Le dernier bateau bœuf de la Méditerranée française a été remis à l’eau. Née en 1881, l’Espérance a été restaurée sous les doigts magiques de Yann Pajot, agent du Parc naturel régional de la Narbonnaise et charpentier de marine.
1881 n’est pas que le nom d’un parfum pour homme de Nino Cerruti, c’est aussi l’année où le président américain James A. Garfield prête serment en mars mais est assassiné six mois plus tard ou encore la création d’un bateau bœuf. Indissolublement lié à l’histoire du port de Sète, c’est entre Narbonne et Gruissan, sur les bords de la Robine, que le grand voilier de pêche a retrouvé son lustre. 144 ans plus tard, on retrouve sur les bords de la Robine, au domaine de Grand Mandirac, ce plus ancien bateau de travail à la voile et dernière embarcation de ce type en France.
Lundi 6 janvier, avant sa mise à l’eau, L’Espérance est portée sur les fonts baptismaux. Son parrain, Didier Codorniou, directeur du Parc naturel régional de la Narbonnaise en Méditerranée, organisme reconnu pour son expertise en matière de conservation du patrimoine maritime méditerranéen, l’ondoie : "Quel beau nom que celui de l’Espérance. C’est une sacrée histoire et de belles histoires que transporte ce bateau. Il vient redonner du sens à ce que nous faisons dans un temps long. Nous sommes dans une société très connectée et tout va tellement vite que l’on ne prend plus le temps. Là, nous l’avons pour savourer ce qui se passe dans le cadre de la tradition. Fatigué par le poids des années, cette opération de la dernière chance a permis au Parc, et en particulier à Yann Pajot, qui a une renommée nationale, voire internationale, de restaurer grâce au remarquable chantier d’insertion des charpenteries de marine, ce non moins remarquable bateau bœuf, passeur de mémoire."
Et de citer Paul Valery : "Il n’y a pas dans toute la Méditerranée de bateaux de pêche aussi forts, aussi beaux que les nôtres. Rien n’est plus gracieux que la gerbe des antennes de nos bœufs quand ils sont à quai et bordent le vieux port."
"Il va rentrer à la maison"
Christine Antoine, adjointe déléguée au Patrimoine et aux Musées de la Ville d’Agde, exprime ensuite, face au public essentiellement constitué d’agents du Parc, mais aussi de la Drac, "sa fierté. Les Agathoises et les Agathois retrouveront bientôt leur bateau à quai (il a été construit au chantier Vidal de la ville, NDLR). Il va, au bout de tant d’années, rentrer à la maison, place de la Marine, où nous lui avons réservé un quai patrimonial. C’est aussi un soulagement qu’il soit enfin restauré après cette aventure humaine".

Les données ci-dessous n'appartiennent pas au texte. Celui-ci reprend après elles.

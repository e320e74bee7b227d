use gateway_core::StreamChunk;

/// Mandatory headers for an SSE response (spec.md §4.C "SSE relay").
pub fn sse_headers() -> Vec<(&'static str, &'static str)> {
    vec![
        ("Content-Type", "text/event-stream"),
        ("Cache-Control", "no-cache"),
        ("Connection", "keep-alive"),
        ("X-Accel-Buffering", "no"),
    ]
}

/// Renders one chunk as `event: <name>\ndata: <json>\n\n`.
pub fn render_event(chunk: &StreamChunk) -> String {
    let name = match chunk.kind {
        gateway_core::StreamChunkKind::Text => "text",
        gateway_core::StreamChunkKind::Reasoning => "reasoning",
        gateway_core::StreamChunkKind::ToolCall => "tool_call",
        gateway_core::StreamChunkKind::Done => "done",
        gateway_core::StreamChunkKind::Error => "error",
    };
    let data = serde_json::to_string(chunk).unwrap_or_else(|_| "{}".to_string());
    format!("event: {name}\ndata: {data}\n\n")
}

/// The frame that terminates every SSE relay (spec.md §4.C).
pub fn terminal_frame() -> &'static str {
    "data: [DONE]\n\n"
}

/// Translates a chunk channel into a sequence of SSE text frames, ending
/// with the terminal `[DONE]` frame regardless of how the source channel
/// closed.
pub async fn relay(mut source: tokio::sync::mpsc::Receiver<StreamChunk>) -> Vec<String> {
    let mut frames = Vec::new();
    while let Some(chunk) = source.recv().await {
        let terminal = chunk.kind.is_terminal();
        frames.push(render_event(&chunk));
        if terminal {
            break;
        }
    }
    frames.push(terminal_frame().to_string());
    frames
}
//! OAuth Credential Runtime (spec.md §4.D): per-provider file storage, a
//! shared TTL cache, rate-limited HTTP refresh, and CLI-invocation fallback.
//!
//! Structurally grounded in the teacher's `querymt-utils::oauth` module
//! (`OAuthProvider` trait, `get_or_refresh_token`), adapted to read plain
//! credential files instead of going through an OS keyring, since spec.md §6
//! mandates exact on-disk JSON paths and shapes.

pub mod cache;
pub mod cli_fallback;
pub mod credentials;
pub mod file_store;
pub mod refresh;
pub mod runtime;

pub use cache::CredentialCache;
pub use credentials::OAuthCredentials;
pub use file_store::FileShape;
pub use refresh::RefreshEndpoint;
pub use runtime::{oauth_enabled_by_env, OauthRuntime, ProviderOauthConfig};
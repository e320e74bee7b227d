use crate::oauth::credentials::OAuthCredentials;
use parking_lot::RwLock;
use std::collections::HashMap;
use std::time::{Duration, Instant};

struct Entry {
    creds: OAuthCredentials,
    cached_at: Instant,
}

/// Single read-write mutex guarding all providers' cached credentials
/// (spec.md §4.D "a single read-write mutex guards the cache; reads that hit
/// the cache are mutex-protected but do not perform I/O"). Grounded in the
/// teacher's preference for `parking_lot` locks over `std::sync` ones
/// throughout `querymt-utils`.
pub struct CredentialCache {
    cache_duration: Duration,
    entries: RwLock<HashMap<String, Entry>>,
}

impl CredentialCache {
    pub fn new(cache_duration: Duration) -> Self {
        Self {
            cache_duration,
            entries: RwLock::new(HashMap::new()),
        }
    }

    /// Returns the cached value iff present, fresh (within `cacheDuration`),
    /// and not itself due for proactive refresh — see spec.md §4.D step (1).
    pub fn get_fresh(&self, provider: &str, now_ms: i64, refresh_threshold: Duration) -> Option<OAuthCredentials> {
        let entries = self.entries.read();
        let entry = entries.get(provider)?;
        if entry.cached_at.elapsed() >= self.cache_duration {
            return None;
        }
        if entry.creds.needs_refresh(now_ms, refresh_threshold) {
            return None;
        }
        Some(entry.creds.clone())
    }

    pub fn put(&self, provider: &str, creds: OAuthCredentials) {
        self.entries.write().insert(
            provider.to_string(),
            Entry {
                creds,
                cached_at: Instant::now(),
            },
        );
    }

    /// Drops a provider's cached entry so the next read performs I/O.
    pub fn invalidate(&self, provider: &str) {
        self.entries.write().remove(provider);
    }
}
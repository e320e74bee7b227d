use tracing_subscriber::prelude::*;
use tracing_subscriber::{EnvFilter, Registry, fmt};

/// Installs the process-wide `tracing` subscriber: a formatting layer plus an
/// `EnvFilter` driven by `RUST_LOG`.
///
/// Grounded in the teacher's `querymt-utils::telemetry::setup_telemetry`,
/// minus its OTLP exporter layer — this gateway has no configured collector
/// endpoint of its own (see DESIGN.md), so it keeps the `tracing-subscriber`
/// half of the teacher's setup and drops the `opentelemetry` half rather than
/// wiring a default endpoint nothing reads.
pub fn setup_telemetry(service_name: &str) {
    let fmt_layer = fmt::layer().with_target(true);
    let filter = EnvFilter::try_from_default_env().unwrap_or_else(|_| EnvFilter::new("info"));

    let subscriber = Registry::default().with(filter).with(fmt_layer);
    if tracing::subscriber::set_global_default(subscriber).is_err() {
        tracing::debug!(service_name, "tracing subscriber already installed");
    }
}
#[cfg(test)]
mod tests {
    use super::*;
    use crate::debate::transcript::FullCompressor;
    use async_trait::async_trait;
    use futures::stream::BoxStream;
    use gateway_core::{CapabilitySet, ChatResponse, ProviderId, ProviderKind, ProviderSpec, StreamChunk};

    struct StubProvider {
        spec: ProviderSpec,
        content: String,
    }

    #[async_trait]
    impl gateway_core::Provider for StubProvider {
        fn spec(&self) -> &ProviderSpec {
            &self.spec
        }

        async fn complete(&self, _req: &ChatCompletionRequest) -> Result<ChatResponse, GatewayError> {
            Ok(ChatResponse { content: self.content.clone(), usage: None, confidence: Some(0.9) })
        }

        async fn stream_complete(&self, _req: &ChatCompletionRequest) -> Result<BoxStream<'static, StreamChunk>, GatewayError> {
            Ok(Box::pin(futures::stream::empty()))
        }
    }

    fn spec(id: &str) -> ProviderSpec {
        ProviderSpec { id: ProviderId(id.into()), kind: ProviderKind::ApiKey, models: vec!["m".into()], capabilities: CapabilitySet::EMPTY }
    }

    fn participant(id: &str, role: Role) -> Participant {
        Participant { id: id.into(), role, provider_ref: ProviderId(id.into()), model_ref: "m".into(), weight: 1.0, max_retries: 0, timeout: Duration::from_millis(500) }
    }

    fn setup(content_by_provider: &[(&str, &str)]) -> (Arc<ProviderRegistry>, Arc<EventBus>, Arc<WorkerPool>) {
        let events = EventBus::new(10, Duration::from_millis(50));
        let registry = Arc::new(ProviderRegistry::new(events.clone()));
        for (id, content) in content_by_provider {
            let content = content.to_string();
            let factory: crate::provider_runtime::ProviderFactory =
                Arc::new(move || Ok(Arc::new(StubProvider { spec: spec("x"), content: content.clone() }) as Arc<dyn gateway_core::Provider>));
            registry.register(ProviderId((*id).into()), CapabilitySet::EMPTY, factory, crate::provider_runtime::CircuitBreakerConfig::default());
        }
        let pool = WorkerPool::new(4, 16);
        (registry, events, pool)
    }

    #[tokio::test]
    async fn debate_with_agreeing_synthesizer_and_mediator_completes_with_consensus() {
        let (registry, events, pool) = setup(&[("synth", "We should adopt plan Alpha."), ("med", "We should adopt plan Alpha.")]);
        let orchestrator = DebateOrchestrator::new(
            registry,
            events.clone(),
            pool,
            Arc::new(FullCompressor),
            DebateConfig { max_rounds: 3, consensus_threshold: 0.3, disagreement_cutoff: 0.9, round_slack: Duration::from_secs(2), debate_timeout: Duration::from_secs(10) },
        );

        let participants = vec![participant("synth", Role::Synthesizer), participant("med", Role::Mediator)];
        let debate = orchestrator.create("should we adopt plan Alpha?".into(), participants);

        let mut rx = events.subscribe(EventType::DebateCompleted, 4, None).await.unwrap();
        let completed_event = tokio::time::timeout(Duration::from_secs(5), rx.recv()).await.unwrap().unwrap();
        assert_eq!(completed_event.subject.as_deref(), Some(debate.id.as_str()));

        let final_debate = orchestrator.get(&debate.id).await.unwrap();
        assert_eq!(final_debate.status, DebateStatus::Completed);
        assert!(final_debate.consensus.unwrap().achieved);
    }

    #[tokio::test]
    async fn cancelling_a_running_debate_ends_it_cancelled() {
        let (registry, events, pool) = setup(&[("a", "point A"), ("b", "totally different point B")]);
        let orchestrator = DebateOrchestrator::new(
            registry,
            events.clone(),
            pool,
            Arc::new(FullCompressor),
            DebateConfig { max_rounds: 5, consensus_threshold: 0.99, disagreement_cutoff: 0.0, round_slack: Duration::from_secs(2), debate_timeout: Duration::from_secs(10) },
        );
        let participants = vec![participant("a", Role::Analyst), participant("b", Role::Critic)];
        let debate = orchestrator.create("topic".into(), participants);

        assert!(orchestrator.cancel(&debate.id));

        let mut rx = events.subscribe(EventType::DebateCancelled, 4, None).await.unwrap();
        let event = tokio::time::timeout(Duration::from_secs(5), rx.recv()).await.unwrap().unwrap();
        assert_eq!(event.subject.as_deref(), Some(debate.id.as_str()));

        let final_debate = orchestrator.get(&debate.id).await.unwrap();
        assert_eq!(final_debate.status, DebateStatus::Cancelled);
    }
}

À la tête d’un chantier d’insertion, fier de ses équipes, Yann Pajot est aussi fier alors que va être remis à l’eau "le dernier bateau bœuf de la Méditerranée française, le plus vieux bateau de travail à voiles des côtes de France. À l’époque, rien que le port de Sète, armait 72 bateaux et on appelait ça bœuf parce que deux bateaux naviguaient de concert en tractant un filet. Il a fonctionné comme ça durant très longtemps avant d’être transformé en bateau de servitude. Il a notamment participé à l’enrochement du port de Monaco avec deux bathyscaphes de chaque côté, il a appartenu ensuite au club de plongée de Monaco où vous aviez prince et princesse qui ont plongé depuis L’Espérance. Il s’est aussi appelé Le Dauphin".
Coulé dans le fleuve Hérault
Le charpentier de marine raconte encore : "L’Espérance a été également achetée par trois copains dans les années 1980 alors qu’il était déjà bien abîmé. Ils l’ont amené à Canet-en-Roussillon puis l’ont monté en Alsace, par les canaux, pour le refaire. Des promenades étaient organisées à bord depuis Canet puis il a été abandonné. Il a été inscrit aux Monuments historiques par une commission qui a récupéré deux bateaux, L’Espérance, mais aussi Le Tarzan qui vient d’arriver chez nous. L’Espérance a été ensuite rachetée par un homme, depuis décédé, et qui l’avait ramené à Agde. Sauf qu’il a coulé dans l’Hérault il y a une quinzaine d’années… Il y a eu plusieurs tentatives de renflouement jusqu’à ce que, lorsque nous réparions la goélette majorquine de 1916 Miguel Caldentey, long de 30 m, je profite d’une visite du ministère de la Culture et de Yann Mauffret, charpentier de marine, pour m’inquiéter du sort de L’Espérance. Yann est parti à Agde et a fait déclencher une nouvelle tentative de renflouement en 2012 qui, cette fois, a abouti." Treize ans après et une totale restauration plus tard, L’Espérance est mise à l’eau à 15 h 50.